During testimony in the lawsuit, the music company acknowledged it had been preparing its catalog for digital distribution. When a British judge ruled that the computer company had done nothing wrong in launching iTunes, Steve Jobs was quoted as saying he looked forward to working with the music company. And the same day Jobs launched the iPhone, the company announced it was changing its name from Apple Computer to Apple Inc.

The underlying dispute was about trademarks, an area of law poorly understood even by lawyers who understand other forms of intellectual property, and the area most consistently butchered by the media . But it was even worse in this case, because the parties, in the early 1990’s, had reached a settlement in an earlier dispute that tried to resolve the similarities between their marks as a matter of contract and not trademark. (My view was that the agreement had restricted the computer company more than trademark law would have required.)

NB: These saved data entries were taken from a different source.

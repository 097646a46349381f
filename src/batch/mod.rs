//! Batch query execution.
//!
//! Accepts heterogeneous analytics requests and executes them with minimal
//! round trips by merging requests whose result rows share a shape.

mod executor;
mod grouper;
mod introspect;
mod request;
mod runner;
mod signature;
mod splitter;
mod union;

pub use executor::BatchExecutor;
pub use grouper::{group_by_schema, GroupKey, GroupMember, RequestGroup};
pub use introspect::{all_schema_groups, compatible_types_of, is_compatible};
pub use request::{BatchOptions, BatchRequest, BatchResult, Filter, FilterOp};
pub use runner::run_single;
pub use signature::{schema_signature, SchemaSignature};
pub use splitter::split_results;
pub use union::{build_union_query, CompiledUnionQuery, DISCRIMINATOR_COLUMN, UNION_SEPARATOR};
//! Batch execution against the mock store.
//!
//! Tests grouping, ordering and per-request isolation of the executor.

use std::sync::Arc;

use pretty_assertions::assert_eq;
use query_batch::batch::DISCRIMINATOR_COLUMN;
use query_batch::{BatchOptions, BatchRequest, BatchResult};
use serde_json::json;

use super::common::{day, executor, series_request, store};

#[tokio::test]
async fn test_compatible_requests_share_one_round_trip() {
    let store = Arc::new(store());
    let results = executor(store.clone())
        .execute(
            &[series_request("pageviews"), series_request("visitors")],
            &BatchOptions::new(),
        )
        .await;

    assert_eq!(store.call_count(), 1);
    assert!(store.calls()[0].is_merged());
    assert_eq!(
        results,
        vec![
            BatchResult::success(
                "pageviews",
                vec![day("2024-01-01", 120), day("2024-01-02", 95)]
            ),
            BatchResult::success("visitors", vec![day("2024-01-01", 40)]),
        ]
    );
}

#[tokio::test]
async fn test_results_follow_request_order() {
    let store = Arc::new(store());
    let requests = vec![
        series_request("visitors"),
        BatchRequest::new("top_pages")
            .with_dates("2024-01-01", "2024-01-31")
            .with_limit(10),
        series_request("pageviews"),
    ];

    let results = executor(store.clone())
        .execute(&requests, &BatchOptions::new())
        .await;

    let types: Vec<&str> = results.iter().map(|r| r.query_type.as_str()).collect();
    assert_eq!(types, vec!["visitors", "top_pages", "pageviews"]);
    assert!(results.iter().all(BatchResult::is_success));
    // One merged call for the series pair, one single call for top_pages.
    assert_eq!(store.call_count(), 2);
}

#[tokio::test]
async fn test_unknown_type_is_isolated() {
    let store = Arc::new(store());
    let requests = vec![
        series_request("pageviews"),
        series_request("visitors"),
        BatchRequest::new("ghost"),
    ];

    let results = executor(store.clone())
        .execute(&requests, &BatchOptions::new())
        .await;

    assert_eq!(results.len(), 3);
    assert!(results[0].is_success());
    assert!(results[1].is_success());
    assert_eq!(
        results[2],
        BatchResult {
            query_type: "ghost".to_string(),
            data: Vec::new(),
            error: Some("Unknown query type: ghost".to_string()),
        }
    );

    let calls = store.calls();
    assert_eq!(calls.len(), 1);
    assert!(!calls[0].sql.contains("ghost"));
}

#[tokio::test]
async fn test_merged_rows_drop_discriminator() {
    let store = Arc::new(store());
    let results = executor(store)
        .execute(
            &[series_request("pageviews"), series_request("visitors")],
            &BatchOptions::new(),
        )
        .await;

    for result in &results {
        for row in &result.data {
            assert!(!row.contains_key(DISCRIMINATOR_COLUMN));
        }
    }
}

#[tokio::test]
async fn test_parameters_are_isolated_per_branch() {
    let store = Arc::new(store());
    let requests = vec![
        BatchRequest::new("pageviews").with_dates("2024-01-01", "2024-01-31"),
        BatchRequest::new("visitors")
            .with_dates("2024-02-01", "2024-02-29")
            .with_timezone("Europe/Berlin"),
    ];

    executor(store.clone())
        .execute(&requests, &BatchOptions::new().with_timezone("UTC"))
        .await;

    let call = &store.calls()[0];
    assert_eq!(call.params["q0_start_date"], json!("2024-01-01"));
    assert_eq!(call.params["q1_start_date"], json!("2024-02-01"));
    assert_eq!(call.params["q0_timezone"], json!("UTC"));
    assert_eq!(call.params["q1_timezone"], json!("Europe/Berlin"));
    assert!(!call.params.contains_key("start_date"));
}

#[tokio::test]
async fn test_same_type_twice_is_not_merged_with_itself() {
    let store = Arc::new(store());
    let requests = vec![
        series_request("pageviews"),
        BatchRequest::new("pageviews").with_dates("2023-01-01", "2023-01-31"),
    ];

    let results = executor(store.clone())
        .execute(&requests, &BatchOptions::new())
        .await;

    assert_eq!(results.len(), 2);
    assert!(results.iter().all(BatchResult::is_success));
    assert!(store.calls().iter().all(|call| !call.is_merged()));
    assert_eq!(store.call_count(), 2);
}

#[tokio::test]
async fn test_plugins_run_on_single_path() {
    let store = Arc::new(store());
    let request = BatchRequest::new("top_pages")
        .with_dates("2024-01-01", "2024-01-31")
        .with_limit(5);

    let results = executor(store)
        .execute(
            &[request],
            &BatchOptions::new().with_website_domain("example.com"),
        )
        .await;

    assert_eq!(results[0].data[0]["url"], json!("/pricing"));
}

#[tokio::test]
async fn test_compile_error_does_not_abort_batch() {
    let store = Arc::new(store());
    // top_pages needs a limit.
    let requests = vec![
        series_request("pageviews"),
        BatchRequest::new("top_pages").with_dates("2024-01-01", "2024-01-31"),
    ];

    let results = executor(store)
        .execute(&requests, &BatchOptions::new())
        .await;

    assert!(results[0].is_success());
    let error = results[1].error.as_deref().unwrap();
    assert!(error.contains("limit"), "unexpected error: {error}");
}
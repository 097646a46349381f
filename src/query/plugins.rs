//! Post-processing applied to query result rows.
//!
//! Each query type carries an ordered list of plugins. They run after the rows
//! come back from the store, on both the individual and the merged path.

use serde::{Deserialize, Serialize};
use serde_json::{Number, Value};
use url::Url;

use super::QueryConfig;
use crate::store::Record;

/// A row transformation.
#[derive(Debug, Clone, PartialEq, Serialize, Deserialize)]
#[serde(tag = "kind", rename_all = "snake_case")]
pub enum Plugin {
    /// Rewrites absolute URLs on the website's own domain to their path.
    StripDomain { field: String },

    /// Adds each row's share of the column total, in percent.
    Percentage {
        field: String,
        #[serde(default = "default_percentage_target")]
        target: String,
    },

    /// Renames a column.
    Rename { from: String, to: String },

    /// Rounds a floating point column.
    Round {
        field: String,
        #[serde(default)]
        digits: u32,
    },
}

fn default_percentage_target() -> String {
    "percentage".to_string()
}

impl Plugin {
    /// Applies this plugin to a full row set.
    pub fn apply(&self, mut rows: Vec<Record>, website_domain: Option<&str>) -> Vec<Record> {
        match self {
            Self::StripDomain { field } => {
                let Some(domain) = website_domain else {
                    return rows;
                };
                for row in &mut rows {
                    if let Some(Value::String(url)) = row.get_mut(field) {
                        if let Some(path) = strip_domain(url, domain) {
                            *url = path;
                        }
                    }
                }
                rows
            }
            Self::Percentage { field, target } => {
                let total: f64 = rows.iter().filter_map(|row| as_f64(row.get(field))).sum();
                for row in &mut rows {
                    let share = match as_f64(row.get(field)) {
                        Some(value) if total > 0.0 => round_to(value / total * 100.0, 2),
                        _ => 0.0,
                    };
                    row.insert(target.clone(), float_value(share));
                }
                rows
            }
            Self::Rename { from, to } => {
                for row in &mut rows {
                    if let Some(value) = row.remove(from) {
                        row.insert(to.clone(), value);
                    }
                }
                rows
            }
            Self::Round { field, digits } => {
                for row in &mut rows {
                    if let Some(value) = row.get_mut(field) {
                        if value.is_f64() {
                            if let Some(f) = value.as_f64() {
                                *value = float_value(round_to(f, *digits));
                            }
                        }
                    }
                }
                rows
            }
        }
    }
}

/// Runs a config's plugin chain over `rows`.
pub fn apply_plugins(
    rows: Vec<Record>,
    config: &QueryConfig,
    website_domain: Option<&str>,
) -> Vec<Record> {
    config
        .plugins()
        .iter()
        .fold(rows, |rows, plugin| plugin.apply(rows, website_domain))
}

/// Returns the path (plus query) of `url` if it points at `domain`.
fn strip_domain(url: &str, domain: &str) -> Option<String> {
    let parsed = Url::parse(url).ok()?;
    let host = parsed.host_str()?.to_ascii_lowercase();
    let domain = domain.trim().trim_start_matches("www.").to_ascii_lowercase();

    if host != domain && host != format!("www.{domain}") {
        return None;
    }

    let mut path = parsed.path().to_string();
    if let Some(query) = parsed.query() {
        path.push('?');
        path.push_str(query);
    }
    Some(path)
}

fn as_f64(value: Option<&Value>) -> Option<f64> {
    match value? {
        Value::Number(n) => n.as_f64(),
        Value::String(s) => s.parse().ok(),
        _ => None,
    }
}

/// Beyond this an f64 has no more decimal digits to keep.
const MAX_ROUND_DIGITS: u32 = 15;

fn round_to(value: f64, digits: u32) -> f64 {
    let factor = 10f64.powi(digits.min(MAX_ROUND_DIGITS) as i32);
    let scaled = value * factor;
    if !scaled.is_finite() {
        return value;
    }
    scaled.round() / factor
}

fn float_value(value: f64) -> Value {
    Number::from_f64(value).map(Value::Number).unwrap_or(Value::Null)
}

But that agreement didn’t—and couldn’t—anticipate the development of information technologies that moved the companies closer together despite the fact that one made computers and the other published pop music. The computer company agreed not to use its marks in the music business, but the music company also agreed to let the computer company use its marks in the sale of any software. iTunes is both, and neither. The agreement simply couldn’t resolve the problem created by technology.

Not that any of that mattered. It was obvious that the music company brought the lawsuit only as a negotiating tactic which, apparently, is the real purpose of most business litigation these days. My company wants to do business with your company. Okay, first sue us.